THE COMPROMISE 103
needs of improvements, hitherto neglected, and the contracting scope for economy, combined to demand an ever-increasing scale of taxation. The dangers of increased taxation by an alien Government of a people not interested in obtaining the amenities of life, much less at the cost of a tax, were uppermost in the minds of the three great financiers who were sent out from England in succession to rehabilitate the finances of India on a sound and stable basis. They realized that unless bounds were set to these demands for improved administration and improved material and moral conditions, the immediate benefits of which were enjoyed more by the European than the native population, taxation howsoever high would be inadequate for financial solvency, besides being dangerous to the political stability of the Empire. Under the existing system of barren uniformity and pedantic centralization their object was thought to be impossible of achievement; for the Local Governments, on which alone the Central Government could depend for economy, rendered at best to that Government not only a cold and languid support in financial vigilance and reform, but too often exhibited a passive resistance, and even countenanced evasions of regulations intended to be conducive to economy. The only way to make Local Governments economical in their ways was to give them the power and responsibility of managing their own affairs. As a matter of administrative experience the financiers had found that while some of the branches of revenue and expenditure were truly imperial, there was a wide field of both of them which was properly local in character, and ought to have been entrusted to Local Governments.
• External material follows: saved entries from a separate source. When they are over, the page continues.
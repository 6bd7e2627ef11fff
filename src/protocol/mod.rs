//! Broker Wire Envelope
//!
//! The payload exchanged with the broker in both directions: a JSON object
//! with a `room_id` and the message text. Outbound, the hub serializes the
//! envelope before handing it to the publisher; inbound, the feed loop
//! deserializes it before fanning out to the room.

use std::fmt;

use bytes::Bytes;
use serde::{Deserialize, Serialize};


/// Errors that can occur while encoding or decoding the wire envelope
#[derive(Debug)]
pub enum EnvelopeError {
    /// Payload is not a valid `{room_id, message}` JSON object
    Malformed(serde_json::Error),
    /// Room identifier is empty
    EmptyRoomId,
}

impl fmt::Display for EnvelopeError {
    fn fmt(&self, f: &mut fmt::Formatter<'_>) -> fmt::Result {
        match self {
            Self::Malformed(e) => write!(f, "malformed envelope: {}", e),
            Self::EmptyRoomId => write!(f, "envelope has an empty room_id"),
        }
    }
}

impl std::error::Error for EnvelopeError {}

impl From<serde_json::Error> for EnvelopeError {
    fn from(e: serde_json::Error) -> Self {
        Self::Malformed(e)
    }
}

/// The `{room_id, message}` envelope carried on the broker topic
#[derive(Debug, Clone, PartialEq, Eq, Serialize, Deserialize)]
pub struct Envelope {
    /// Target room identifier
    pub room_id: String,
    /// Message text as submitted by the originating client
    pub message: String,
}

impl Envelope {
    /// Build an envelope from a room id and a raw client payload.
    ///
    /// Client messages are text on the wire; invalid UTF-8 is replaced
    /// rather than rejected, matching WebSocket text frame semantics.
    pub fn new(room_id: impl Into<String>, message: &[u8]) -> Self {
        Self {
            room_id: room_id.into(),
            message: String::from_utf8_lossy(message).into_owned(),
        }
    }

    /// Serialize the envelope for publishing
    pub fn encode(&self) -> Result<Bytes, EnvelopeError> {
        let json = serde_json::to_vec(self)?;
        Ok(Bytes::from(json))
    }

    /// Deserialize an envelope delivered by the broker feed
    pub fn decode(payload: &[u8]) -> Result<Self, EnvelopeError> {
        let envelope: Self = serde_json::from_slice(payload)?;
        if envelope.room_id.is_empty() {
            return Err(EnvelopeError::EmptyRoomId);
        }
        Ok(envelope)
    }
}
//! Dispatch Hub
//!
//! The coordination core of the relay. The hub owns the room table and is
//! the only component that mutates membership or decides what happens to a
//! message. Connections, the broker feed, and any server-side send path all
//! funnel their events through one command channel, and the hub processes
//! them strictly one at a time, so rooms need no locks.
//!
//! Every routed message carries an explicit origin tag:
//!
//! - [`MessageOrigin::Local`] (a directly connected client sent it): the
//!   message is published to the broker and **never** fanned out here. Local
//!   delivery happens when the broker feeds it back.
//! - [`MessageOrigin::External`] (the broker delivered it): the message is
//!   fanned out to the matching room and **never** re-published.
//!
//! Exactly one of the two actions happens per event. Collapsing the tag or
//! doing both would amplify every message into an infinite publish loop
//! across cooperating relay instances.

use std::collections::HashMap;
use std::sync::atomic::{AtomicU64, Ordering};
use std::sync::Arc;

use bytes::Bytes;
use tokio::sync::mpsc;
use tokio::sync::mpsc::error::TrySendError;
use tracing::{debug, info, trace, warn};

use crate::protocol::Envelope;

mod room;

#[cfg(test)]
mod tests;

pub use room::Room;

/// Capacity of the hub command channel
const COMMAND_CHANNEL_CAPACITY: usize = 1024;

/// Identifier for a registered client connection
pub type ClientId = u64;

/// Where a routed message came from
#[derive(Debug, Clone, Copy, PartialEq, Eq)]
pub enum MessageOrigin {
    /// A directly connected client sent it: publish, never fan out
    Local,
    /// The broker feed delivered it: fan out, never publish
    External,
}

/// A message heading through the hub
#[derive(Debug, Clone)]
pub struct RoutingEvent {
    /// Target room identifier
    pub room_id: String,
    /// Raw message payload
    pub payload: Bytes,
    /// Origin tag driving the publish-vs-fanout decision
    pub origin: MessageOrigin,
}

/// Registration handle for one client connection
#[derive(Debug)]
pub struct ClientHandle {
    /// Hub-assigned identifier
    pub id: ClientId,
    /// Room the client joined
    pub room_id: String,
    /// Bounded outbound queue drained by the client's write pump
    pub sender: mpsc::Sender<Bytes>,
}

/// Events processed by the hub loop
#[derive(Debug)]
enum HubCommand {
    Register(ClientHandle),
    Unregister(ClientId),
    Route(RoutingEvent),
}

/// The dispatch hub. Create with [`Hub::new`], then drive it with
/// [`Hub::run`] on its own task while the returned [`HubHandle`] is handed
/// to producers.
pub struct Hub {
    /// Room table, keyed by room identifier. Created lazily on first
    /// registration, dropped when the last member leaves.
    rooms: HashMap<String, Room>,
    /// Reverse index: which room each live client sits in
    memberships: HashMap<ClientId, String>,
    /// Serialized event stream
    command_rx: mpsc::Receiver<HubCommand>,
    /// Encoded envelopes heading to the publisher worker
    publish_tx: mpsc::Sender<Bytes>,
}

impl Hub {
    /// Create a hub that hands locally-originated messages to the publisher
    /// worker behind `publish_tx`.
    pub fn new(publish_tx: mpsc::Sender<Bytes>) -> (Self, HubHandle) {
        let (command_tx, command_rx) = mpsc::channel(COMMAND_CHANNEL_CAPACITY);
        let hub = Self {
            rooms: HashMap::new(),
            memberships: HashMap::new(),
            command_rx,
            publish_tx,
        };
        let handle = HubHandle {
            command_tx,
            next_client_id: Arc::new(AtomicU64::new(1)),
        };
        (hub, handle)
    }

    /// Run the hub loop until every handle is dropped
    pub async fn run(mut self) {
        debug!("hub loop started");
        while let Some(command) = self.command_rx.recv().await {
            self.handle_command(command);
        }
        debug!("hub loop stopped");
    }

    fn handle_command(&mut self, command: HubCommand) {
        match command {
            HubCommand::Register(client) => self.register(client),
            HubCommand::Unregister(id) => self.unregister(id),
            HubCommand::Route(event) => self.route(event),
        }
    }

    /// Add a client to its room, creating the room on first join.
    ///
    /// Registration is one-shot per connection; a duplicate id is refused so
    /// a client can never end up in two rooms.
    fn register(&mut self, client: ClientHandle) {
        if self.memberships.contains_key(&client.id) {
            warn!(client = client.id, "client already registered, ignoring");
            return;
        }
        let room = self.rooms.entry(client.room_id.clone()).or_default();
        room.add(client.id, client.sender);
        self.memberships.insert(client.id, client.room_id.clone());
        info!(room = %client.room_id, client = client.id, "client joined room");
    }

    /// Remove a client from its room. Idempotent: unknown ids are a no-op.
    ///
    /// Dropping the member's sender closes its outbound queue, which is what
    /// drives the client's write pump to terminate.
    fn unregister(&mut self, id: ClientId) {
        let Some(room_id) = self.memberships.remove(&id) else {
            return;
        };
        if let Some(room) = self.rooms.get_mut(&room_id) {
            room.remove(id);
            info!(room = %room_id, client = id, "client left room");
            if room.is_empty() {
                self.rooms.remove(&room_id);
                debug!(room = %room_id, "removed empty room");
            }
        }
    }

    /// Apply the publish-vs-fanout decision for one routing event
    fn route(&mut self, event: RoutingEvent) {
        match event.origin {
            MessageOrigin::Local => self.publish(&event),
            MessageOrigin::External => self.fan_out(&event),
        }
    }

    /// Hand a locally-originated message to the publisher worker. Never
    /// blocks the loop: a saturated publish queue is a transient publish
    /// failure and the event is dropped.
    fn publish(&mut self, event: &RoutingEvent) {
        let envelope = Envelope::new(event.room_id.clone(), &event.payload);
        let encoded = match envelope.encode() {
            Ok(encoded) => encoded,
            Err(e) => {
                warn!(room = %event.room_id, error = %e, "failed to encode envelope");
                return;
            }
        };
        match self.publish_tx.try_send(encoded) {
            Ok(()) => trace!(room = %event.room_id, "queued message for publish"),
            Err(TrySendError::Full(_)) => {
                warn!(room = %event.room_id, "publish queue full, dropping message");
            }
            Err(TrySendError::Closed(_)) => {
                warn!(room = %event.room_id, "publisher is gone, dropping message");
            }
        }
    }

    /// Fan a broker-delivered message out to every member of the room.
    ///
    /// A member whose queue is full (or already closed) is evicted on the
    /// spot: losing a slow consumer is preferred over letting it stall the
    /// whole room.
    fn fan_out(&mut self, event: &RoutingEvent) {
        let Some(room) = self.rooms.get(&event.room_id) else {
            // Nobody here is in that room; the message was still delivered
            // to whichever instances do have members.
            trace!(room = %event.room_id, "no local members, dropping fan-out");
            return;
        };

        let mut evicted = Vec::new();
        for (id, sender) in room.iter() {
            match sender.try_send(event.payload.clone()) {
                Ok(()) => {}
                Err(TrySendError::Full(_)) => {
                    warn!(room = %event.room_id, client = id, "outbound queue full, evicting slow client");
                    evicted.push(id);
                }
                Err(TrySendError::Closed(_)) => {
                    debug!(room = %event.room_id, client = id, "outbound queue closed, evicting client");
                    evicted.push(id);
                }
            }
        }
        for id in evicted {
            self.unregister(id);
        }
    }
}

/// Cloneable front end to the hub.
///
/// All mutation of room state goes through these four methods; there is no
/// other way to touch membership or a client's outbound queue.
#[derive(Debug, Clone)]
pub struct HubHandle {
    command_tx: mpsc::Sender<HubCommand>,
    next_client_id: Arc<AtomicU64>,
}

impl HubHandle {
    /// Allocate an identifier for a new client connection
    pub fn next_client_id(&self) -> ClientId {
        self.next_client_id.fetch_add(1, Ordering::Relaxed)
    }

    /// Register a client with its room
    pub async fn register(&self, client: ClientHandle) {
        self.send(HubCommand::Register(client)).await;
    }

    /// Unregister a client. Safe to call more than once.
    pub async fn unregister(&self, id: ClientId) {
        self.send(HubCommand::Unregister(id)).await;
    }

    /// Route a message received from a directly connected client
    pub async fn route_local(&self, room_id: impl Into<String>, payload: Bytes) {
        self.send(HubCommand::Route(RoutingEvent {
            room_id: room_id.into(),
            payload,
            origin: MessageOrigin::Local,
        }))
        .await;
    }

    /// Route a message delivered by the broker feed
    pub async fn route_external(&self, room_id: impl Into<String>, payload: Bytes) {
        self.send(HubCommand::Route(RoutingEvent {
            room_id: room_id.into(),
            payload,
            origin: MessageOrigin::External,
        }))
        .await;
    }

    async fn send(&self, command: HubCommand) {
        if self.command_tx.send(command).await.is_err() {
            debug!("hub is gone, dropping command");
        }
    }
}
They were convinced that there could be no standard of economy until the requirements of the Local Government were made absolutely dependent upon known means, and nothing they thought would serve to make known to the Local Governments the means available for their outlay than to carve out from the Imperial purse a separate purse of definite magnitude for the use of Local Governments and to throw on them the responsibility of meeting their demands and maintaining an equilibrium in their finance.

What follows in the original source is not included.